# Pictures of my babies!



## bfarley (Jan 27, 2013)

Just wanted to share some pictures of my babies during their first time outside! They are about 3 weeks old and the weather was nice and warm today so my husband and I put them out in the run for a couple of hours. They seemed to really enjoy exploring and they started scratching and pecking the ground after only a couple of minutes! We put them back in the brooder tonight because it's going to get chilly.


----------



## robopetz (Oct 16, 2012)

I love your coop and run! Cute chick'ies too!


----------



## kahiltna_flock (Sep 20, 2012)

Adorable..........


----------



## CountryMama (Aug 13, 2012)

Aw, so cute!! Where do you live that it is that warm in February?? Oh, I wish it was like that here! LOL 

Great house and run, but may I offer a suggestion? I would use hardware cloth instead of the chicken wire. Predators can reach in and grab chickens through chicken wire because the holes are so big. They'll pull them right through and then gnaw on them--not pretty. Raccoons will do that, for sure.


----------



## 7chicks (Jun 29, 2012)

So sweet those youngun's are.  Love watching them explore - young and old. Best entertainment around!


----------



## da1214wic (Jan 1, 2013)

ahh i love it when new chicks discover scratching. they look funny to me, being so little scratching around like grown ups, lol lol. the joy of having new chicks, its so relaxing to me. love the pictures.


----------



## Mamachickof14 (Aug 28, 2012)

Love your pictures and such sweet little babies!! What kind are they? I agree with CountryMama...got to watch those predators! Yes, and where do you live? I want some warm weather! I could (and do) watch them for hours...Jen


----------



## Energyvet (Jul 25, 2012)

I think too, they will soon outgrow that coop and run. Great size for new chicks, but too small for such a group full grown.


----------



## realsis (Jan 13, 2013)

So adorable! I did the same thing and took mine out to explore! So precious! You might want to make sure you have wire or cover over head (I couldn't see if you did or not) because flying predators can swoop down from above and get them if they don't have a type of roof. They are so cute! Thank you for sharing that precious picture!


----------



## coley (Feb 1, 2013)

We just got our first chickens today!!! 15 barred rocks. About 10 days old. I am absolutely giddy!!!


----------



## MatthewBK (Sep 24, 2012)

This is one of my favorite things to see when raising new chicks! The first day they get to explore the world and scratch and run around!


----------



## bfarley (Jan 27, 2013)

Thanks guys! I was thinking when we move them outside for good we would put some hardware cloth up. We are only keeping 4, do y'all think we have enough room?
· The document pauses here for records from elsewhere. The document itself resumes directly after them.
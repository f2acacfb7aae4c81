/// The closed set of ABI tags the pipeline can name.
///
/// Only tags with a registered factory produce descriptors; see
/// [`crate::CallConvRegistry`].
#[derive(Debug, Clone, Copy, PartialEq, Eq, Hash, PartialOrd, Ord)]
#[derive(strum::Display, strum::EnumIter)]
#[cfg_attr(feature = "serde", derive(serde::Serialize, serde::Deserialize))]
#[strum(serialize_all = "snake_case")]
#[repr(u8)]
#[allow(missing_docs)] // the names are the ABI names
pub enum CallConv {
    Cdecl,
    Ellipsis,
    Stdcall,
    Thiscall,
    Pascal,
    Fastcall,
    PascalFastcall,
    Watcom,
    SystemvX64,
    MicrosoftX64,
    Arm,
    Arm64,
    Powerpc,
    Powerpc64,
    Mips,
    MipsPsp,
    Mips64,
    Pic32,
}

#[cfg(test)]
mod tests {
    use super::*;
    use strum::IntoEnumIterator;

    #[test]
    fn the_tag_set_is_closed_and_named() {
        assert_eq!(CallConv::iter().count(), 18);
        assert_eq!(CallConv::Arm64.to_string(), "arm64");
        assert_eq!(CallConv::SystemvX64.to_string(), "systemv_x64");
        assert_eq!(CallConv::PascalFastcall.to_string(), "pascal_fastcall");
    }
}
/// Mnemonic identifiers the decoder can hand to the translator.
///
/// The list covers every opcode with modeled semantics plus a tail of real
/// opcodes that currently go through the opaque-asm fallback. Matching on
/// this enum is exhaustive by construction: growing it without teaching the
/// dispatcher about the new variant is a compile error.
#[derive(Debug, Clone, Copy, PartialEq, Eq, Hash)]
#[derive(strum::Display, strum::EnumIter)]
#[cfg_attr(feature = "serde", derive(serde::Serialize, serde::Deserialize))]
#[strum(serialize_all = "lowercase")]
#[repr(u16)]
#[allow(missing_docs)] // the names are the documentation
pub enum Mnemonic {
    // Arithmetic.
    Add,
    Adds,
    Adc,
    Adcs,
    Sub,
    Subs,
    Sbc,
    Sbcs,
    Cmn,
    Cmp,
    Neg,
    Negs,
    Ngc,
    Ngcs,
    // Logical.
    And,
    Ands,
    Orr,
    Orn,
    Eor,
    Eon,
    Tst,
    // Moves.
    Mov,
    Movz,
    Mvn,
    // Shifts.
    Lsl,
    Lsr,
    Asr,
    Ror,
    // Bit-field extraction and extensions.
    Extr,
    Sxtb,
    Sxth,
    Sxtw,
    Uxtb,
    Uxth,
    // Multiplies.
    Mul,
    Madd,
    Msub,
    Mneg,
    Umull,
    Smull,
    Umaddl,
    Smaddl,
    Umsubl,
    Smsubl,
    Umnegl,
    Smnegl,
    Umulh,
    Smulh,
    // Divides.
    Udiv,
    Sdiv,
    // Stores.
    Str,
    Strb,
    Strh,
    Stur,
    Sturb,
    Sturh,
    Stp,
    // Loads.
    Ldr,
    Ldur,
    Ldrb,
    Ldurb,
    Ldrh,
    Ldurh,
    Ldrsb,
    Ldursb,
    Ldrsh,
    Ldursh,
    Ldrsw,
    Ldursw,
    Ldp,
    Ldpsw,
    // Address formation.
    Adr,
    Adrp,
    // Conditional select / operate.
    Csel,
    Csinc,
    Csinv,
    Csneg,
    Cset,
    Csetm,
    Cinc,
    Cinv,
    Cneg,
    Ccmp,
    Ccmn,
    // Control flow.
    B,
    Bl,
    Br,
    Blr,
    Ret,
    Cbz,
    Cbnz,
    Tbz,
    Tbnz,
    // Miscellaneous.
    Nop,
    // Recognized but not semantically modeled; lifted through the opaque-asm
    // fallback (or rejected when their operands are outside the supported
    // set, as for Mrs/Msr and the floating-point tail).
    Movk,
    Movn,
    Clz,
    Rbit,
    Rev,
    Rev16,
    Rev32,
    Svc,
    Brk,
    Hint,
    Mrs,
    Msr,
    Fmov,
    Fadd,
}

#[cfg(test)]
mod tests {
    use super::*;

    #[test]
    fn display_is_the_assembler_spelling() {
        assert_eq!(Mnemonic::Adds.to_string(), "adds");
        assert_eq!(Mnemonic::Rev16.to_string(), "rev16");
        assert_eq!(Mnemonic::Ldpsw.to_string(), "ldpsw");
    }
}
We will cover the run, but for now it's easy to step in and out when we want to give them a little while to scratch around. It cooled off again so no more outside time. I live in north Carolina and that day I was out in shorts it was so nice!


----------



## Jim (Sep 26, 2012)

You got 15, but will only keep 4? Chicken math is a funny thing.


----------



## bfarley (Jan 27, 2013)

Haha I know, I am sharing them with two teachers at my school. Both of them already have adult chickens so I am keeping all of the babies until they are big enough to mix with their flocks.


----------